I am looking into building a web site for a friend who will sell furniture. This site will be updated regularly with pictures of items for sale and will have e-commerce capabilities. There should be the ability to contact the company and view stats of traffic. How will I know which hosting package to buy?

Can any body give a rough estimate of which type of site requires which amount of space. There are a number of starter packages available which range from 20Mb to 120Mb in web space.

How can I find out how much space a certain site takes up?

Cheers

Alex

Variable
02-09-2006, 06:48 PM
I won't plug my employer here but there are many Internet companies that have e-commerce packages. If you have a lot of pictures simply put them in a folder and see how large the folder is by right clicking it and clicking properties. That should give you a basis to start. All companies will allow you to expand the size you currently have or I assume they will : )
Start with 100MB and go from there.

jlreich
02-09-2006, 07:16 PM
I have an e commerce hosting plan that gives me 2GB space for $9.99 a month, and I use less than 10MB. :p That includes my storefront and all.

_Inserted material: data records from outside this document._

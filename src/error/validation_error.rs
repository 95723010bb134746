//! Validation error types.
//!
//! This module provides [`ValidationError`] for single validation failures,
//! [`ValidationErrors`] for accumulating multiple errors, and the
//! constructors [`failure`] and [`type_failure`] that every validator routes
//! its failures through.

use std::fmt::{self, Display};

use serde_json::Value;
use stillwater::prelude::*;
use stillwater::Validation;

use crate::diagnostics::runtime_kind;
use crate::path::Context;

/// A single validation error.
///
/// `ValidationError` pairs the context at which validation failed with a
/// human-readable message. It renders as `At [{context}] {message}`, the
/// line format used by debug output.
///
/// # Example
///
/// ```rust
/// use verdict::{Context, ValidationError};
///
/// let error = ValidationError::new(
///     Context::root().push_field("email"),
///     "Expected string, got number",
/// );
///
/// assert_eq!(error.to_string(), "At [root / email] Expected string, got number");
/// ```
#[derive(Debug, Clone, PartialEq, thiserror::Error)]
#[error("At [{context}] {message}")]
pub struct ValidationError {
    /// The context at which validation failed.
    pub context: Context,
    /// Human-readable error message.
    pub message: String,
}

impl ValidationError {
    /// Creates a new validation error with the given context and message.
    pub fn new(context: Context, message: impl Into<String>) -> Self {
        Self {
            context,
            message: message.into(),
        }
    }
}

// ValidationError is Send + Sync since all fields are owned types
// (Context with Vec<PathSegment>, String). This is automatically derived,
// but we add these assertions to ensure it remains true if the types change.
const _: () = {
    const fn assert_send<T: Send>() {}
    const fn assert_sync<T: Sync>() {}
    assert_send::<ValidationError>();
    assert_sync::<ValidationError>();
};

/// A non-empty collection of validation errors.
///
/// `ValidationErrors` wraps a `NonEmptyVec<ValidationError>` to guarantee
/// that at least one error is present. This is essential for use with
/// `Validation<T, ValidationErrors>` since a failure must have at least one
/// error. Errors preserve the order in which they were discovered.
///
/// # Combining Errors
///
/// `ValidationErrors` implements `Semigroup`, allowing errors from multiple
/// validations to be combined:
///
/// ```rust
/// use verdict::{Context, ValidationError, ValidationErrors};
/// use stillwater::prelude::*;
///
/// let errors1 = ValidationErrors::single(
///     ValidationError::new(Context::root().push_field("name"), "Expected string, got null")
/// );
/// let errors2 = ValidationErrors::single(
///     ValidationError::new(Context::root().push_field("email"), "Expected string, got number")
/// );
///
/// let combined = errors1.combine(errors2);
/// assert_eq!(combined.len(), 2);
/// ```
#[derive(Debug, Clone, PartialEq)]
pub struct ValidationErrors(NonEmptyVec<ValidationError>);

impl ValidationErrors {
    /// Creates a `ValidationErrors` containing a single error.
    pub fn single(error: ValidationError) -> Self {
        Self(NonEmptyVec::singleton(error))
    }

    /// Creates a `ValidationErrors` from a `NonEmptyVec` of errors.
    pub fn from_non_empty(errors: NonEmptyVec<ValidationError>) -> Self {
        Self(errors)
    }

    /// Creates a `ValidationErrors` from a `Vec<ValidationError>`.
    ///
    /// Use this when you're certain the vec contains at least one error.
    ///
    /// # Panics
    ///
    /// Panics if the provided vec is empty.
    pub fn from_vec(errors: Vec<ValidationError>) -> Self {
        Self(NonEmptyVec::from_vec(errors).expect("ValidationErrors requires at least one error"))
    }

    /// Returns the number of errors in this collection.
    pub fn len(&self) -> usize {
        self.0.len()
    }

    /// Returns false since this collection is guaranteed non-empty.
    ///
    /// This method exists for API consistency but always returns false.
    pub fn is_empty(&self) -> bool {
        false // NonEmptyVec is never empty
    }

    /// Returns an iterator over the contained errors.
    pub fn iter(&self) -> impl Iterator<Item = &ValidationError> {
        self.0.iter()
    }

    /// Returns all errors at the specified context.
    pub fn at_context(&self, context: &Context) -> Vec<&ValidationError> {
        self.0.iter().filter(|e| &e.context == context).collect()
    }

    /// Returns the first error in the collection.
    pub fn first(&self) -> &ValidationError {
        self.0.head()
    }

    /// Converts this collection into a `Vec<ValidationError>`.
    pub fn into_vec(self) -> Vec<ValidationError> {
        self.0.into_vec()
    }

    /// Returns a new collection with every message prefixed by the given
    /// string. Contexts and order are preserved.
    pub fn with_message_prefix(self, prefix: &str) -> Self {
        let errors: Vec<ValidationError> = self
            .into_iter()
            .map(|error| ValidationError {
                message: format!("{}{}", prefix, error.message),
                ..error
            })
            .collect();
        Self::from_vec(errors)
    }
}

impl Semigroup for ValidationErrors {
    fn combine(self, other: Self) -> Self {
        ValidationErrors(self.0.combine(other.0))
    }
}

impl Display for ValidationErrors {
    fn fmt(&self, f: &mut fmt::Formatter<'_>) -> fmt::Result {
        for (i, error) in self.iter().enumerate() {
            if i > 0 {
                writeln!(f)?;
            }
            write!(f, "{}", error)?;
        }
        Ok(())
    }
}

impl std::error::Error for ValidationErrors {}

impl IntoIterator for ValidationErrors {
    type Item = ValidationError;
    type IntoIter = std::vec::IntoIter<ValidationError>;

    fn into_iter(self) -> Self::IntoIter {
        self.0.into_vec().into_iter()
    }
}

impl<'a> IntoIterator for &'a ValidationErrors {
    type Item = &'a ValidationError;
    type IntoIter = Box<dyn Iterator<Item = &'a ValidationError> + 'a>;

    fn into_iter(self) -> Self::IntoIter {
        Box::new(self.0.iter())
    }
}

// ValidationErrors is Send + Sync since it only contains ValidationError
const _: () = {
    const fn assert_send<T: Send>() {}
    const fn assert_sync<T: Sync>() {}
    assert_send::<ValidationErrors>();
    assert_sync::<ValidationErrors>();
};

/// Builds a single-error failure at the given context.
///
/// Every validator in this crate reports plain failures through this
/// constructor, which keeps message handling in one place.
pub fn failure<T>(context: &Context, message: impl Into<String>) -> Validation<T, ValidationErrors> {
    Validation::Failure(ValidationErrors::single(ValidationError::new(
        context.clone(),
        message,
    )))
}

/// Builds a type-mismatch failure at the given context.
///
/// The message has the form `Expected {expected}, got {kind}` where `kind`
/// classifies the runtime kind of the offending value (`undefined`, `null`,
/// `boolean`, `number`, `string`, `array`, `object`).
pub fn type_failure<T>(
    value: Option<&Value>,
    context: &Context,
    expected: &str,
) -> Validation<T, ValidationErrors> {
    failure(
        context,
        format!("Expected {}, got {}", expected, runtime_kind(value)),
    )
}

#[cfg(test)]
mod tests {
    use super::*;

    #[test]
    fn test_validation_error_creation() {
        let error = ValidationError::new(
            Context::root().push_field("name"),
            "Expected string, got null",
        );

        assert_eq!(error.context, Context::root().push_field("name"));
        assert_eq!(error.message, "Expected string, got null");
    }

    #[test]
    fn test_validation_error_display() {
        let error = ValidationError::new(
            Context::root().push_field("email"),
            "Expected string, got number",
        );

        assert_eq!(
            error.to_string(),
            "At [root / email] Expected string, got number"
        );
    }

    #[test]
    fn test_validation_error_display_root() {
        let error = ValidationError::new(Context::root(), "Expected object, got null");
        assert_eq!(error.to_string(), "At [root] Expected object, got null");
    }

    #[test]
    fn test_validation_errors_single() {
        let error = ValidationError::new(Context::root(), "test");
        let errors = ValidationErrors::single(error.clone());

        assert_eq!(errors.len(), 1);
        assert!(!errors.is_empty());
        assert_eq!(errors.first(), &error);
    }

    #[test]
    fn test_validation_errors_combine() {
        let error1 = ValidationError::new(Context::root().push_field("a"), "error 1");
        let error2 = ValidationError::new(Context::root().push_field("b"), "error 2");

        let errors1 = ValidationErrors::single(error1);
        let errors2 = ValidationErrors::single(error2);
        let combined = errors1.combine(errors2);

        assert_eq!(combined.len(), 2);
    }

    #[test]
    fn test_validation_errors_at_context() {
        let context_a = Context::root().push_field("a");
        let context_b = Context::root().push_field("b");

        let error1 = ValidationError::new(context_a.clone(), "error 1");
        let error2 = ValidationError::new(context_a.clone(), "error 2");
        let error3 = ValidationError::new(context_b.clone(), "error 3");

        let errors = ValidationErrors::single(error1)
            .combine(ValidationErrors::single(error2))
            .combine(ValidationErrors::single(error3));

        let at_a = errors.at_context(&context_a);
        assert_eq!(at_a.len(), 2);

        let at_b = errors.at_context(&context_b);
        assert_eq!(at_b.len(), 1);
    }

    #[test]
    fn test_validation_errors_iteration() {
        let error1 = ValidationError::new(Context::root().push_field("a"), "error 1");
        let error2 = ValidationError::new(Context::root().push_field("b"), "error 2");

        let errors = ValidationErrors::single(error1).combine(ValidationErrors::single(error2));

        let collected: Vec<_> = errors.iter().collect();
        assert_eq!(collected.len(), 2);
    }

    #[test]
    fn test_validation_errors_into_iter() {
        let error1 = ValidationError::new(Context::root().push_field("a"), "error 1");
        let error2 = ValidationError::new(Context::root().push_field("b"), "error 2");

        let errors = ValidationErrors::single(error1).combine(ValidationErrors::single(error2));

        let collected: Vec<ValidationError> = errors.into_iter().collect();
        assert_eq!(collected.len(), 2);
    }

    #[test]
    fn test_validation_errors_display_joins_lines() {
        let error1 = ValidationError::new(Context::root().push_field("name"), "required");
        let error2 = ValidationError::new(Context::root().push_field("email"), "invalid");

        let errors = ValidationErrors::single(error1).combine(ValidationErrors::single(error2));

        assert_eq!(
            errors.to_string(),
            "At [root / name] required\nAt [root / email] invalid"
        );
    }

    #[test]
    fn test_with_message_prefix() {
        let error1 = ValidationError::new(Context::root().push_field("a"), "error 1");
        let error2 = ValidationError::new(Context::root().push_field("b"), "error 2");

        let errors = ValidationErrors::single(error1).combine(ValidationErrors::single(error2));
        let prefixed = errors.with_message_prefix("key error: ");

        let messages: Vec<_> = prefixed.iter().map(|e| e.message.clone()).collect();
        assert_eq!(messages, vec!["key error: error 1", "key error: error 2"]);
        assert_eq!(
            prefixed.first().context,
            Context::root().push_field("a")
        );
    }

    #[test]
    fn test_semigroup_associativity() {
        let e1 = ValidationErrors::single(ValidationError::new(Context::root(), "1"));
        let e2 = ValidationErrors::single(ValidationError::new(Context::root(), "2"));
        let e3 = ValidationErrors::single(ValidationError::new(Context::root(), "3"));

        // (e1 <> e2) <> e3
        let left = e1.clone().combine(e2.clone()).combine(e3.clone());
        // e1 <> (e2 <> e3)
        let right = e1.combine(e2.combine(e3));

        // Should have same errors (associativity)
        assert_eq!(left.len(), right.len());
        let left_msgs: Vec<_> = left.iter().map(|e| &e.message).collect();
        let right_msgs: Vec<_> = right.iter().map(|e| &e.message).collect();
        assert_eq!(left_msgs, right_msgs);
    }

    #[test]
    fn test_failure_constructor() {
        let result: Validation<(), ValidationErrors> =
            failure(&Context::root().push_field("x"), "boom");
        match result {
            Validation::Failure(errors) => {
                assert_eq!(errors.len(), 1);
                assert_eq!(errors.first().message, "boom");
                assert_eq!(errors.first().context.to_string(), "root / x");
            }
            Validation::Success(_) => panic!("expected failure"),
        }
    }

    #[test]
    fn test_type_failure_kinds() {
        let cases: Vec<(Option<Value>, &str)> = vec![
            (None, "Expected string, got undefined"),
            (Some(Value::Null), "Expected string, got null"),
            (Some(serde_json::json!(true)), "Expected string, got boolean"),
            (Some(serde_json::json!(1)), "Expected string, got number"),
            (Some(serde_json::json!([])), "Expected string, got array"),
            (Some(serde_json::json!({})), "Expected string, got object"),
        ];

        for (value, expected_message) in cases {
            let result: Validation<(), ValidationErrors> =
                type_failure(value.as_ref(), &Context::root(), "string");
            match result {
                Validation::Failure(errors) => {
                    assert_eq!(errors.first().message, expected_message);
                }
                Validation::Success(_) => panic!("expected failure"),
            }
        }
    }
}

Unless you have hundreds of products you most likely won't need much space. Yeah do like variable said and put the pics in a folder, see what size it is. Pictures are what takes up space. The markup for an actual webpage usually amounts to just KB.

alexcraw
02-10-2006, 07:59 AM
Thanks guys. That's certainly given me a few ideas as to the initial package to go for. I think the 100Mb site will do to begin and as the product range increases, so to might the site size. The website will not be the main selling location to the business, but as the business grows, he hopes to be selling everything online, eliminating the need for display premises.

Cheers Guys

Alex

Variable
02-10-2006, 10:03 AM
For a "real" businesses online, that make a profit, I would ask what kind of hardware the hosting company uses. Many companies are using SATA and IDE drives on white boxes and offerring very cheap plans. If the business is critical I would ask them about the hardware and downtime should a drive fail; newer servers and SCSI RAID arrays are very expensive.

juniper
02-10-2006, 11:17 AM
Do they really use SATA and IDE on production servers? I would have just figured they would have SCSI, for 3000.00 you can get a descent compaq server with RAID 5 SCSI. The person before me here was a IDE / SATA nut, (he used RAID 0 alot also if that tells ya anything) I replaced 5 SATA drives in one server in less then 6 months. (its been stable for past 6 months now though) I see the flashing RAID array deminished popup in my sleep now hehe.

Variable
02-10-2006, 02:30 PM
It's very common. Average consumer who wants a web site think they need lots of space for their site. I think our average web site is under 5 MB. The cheap web hosting sites offer a lot of space because the space is cheap (sata or IDE) and is likely on a a linux running on whitebox not a rack mounted server.. Anyone who owns an expensive datacenter dislikes whiteboxes because they are an inefficient waste of space and the MTBF is MUCH higher for all the parts.. There is a market for them though. We offer them now.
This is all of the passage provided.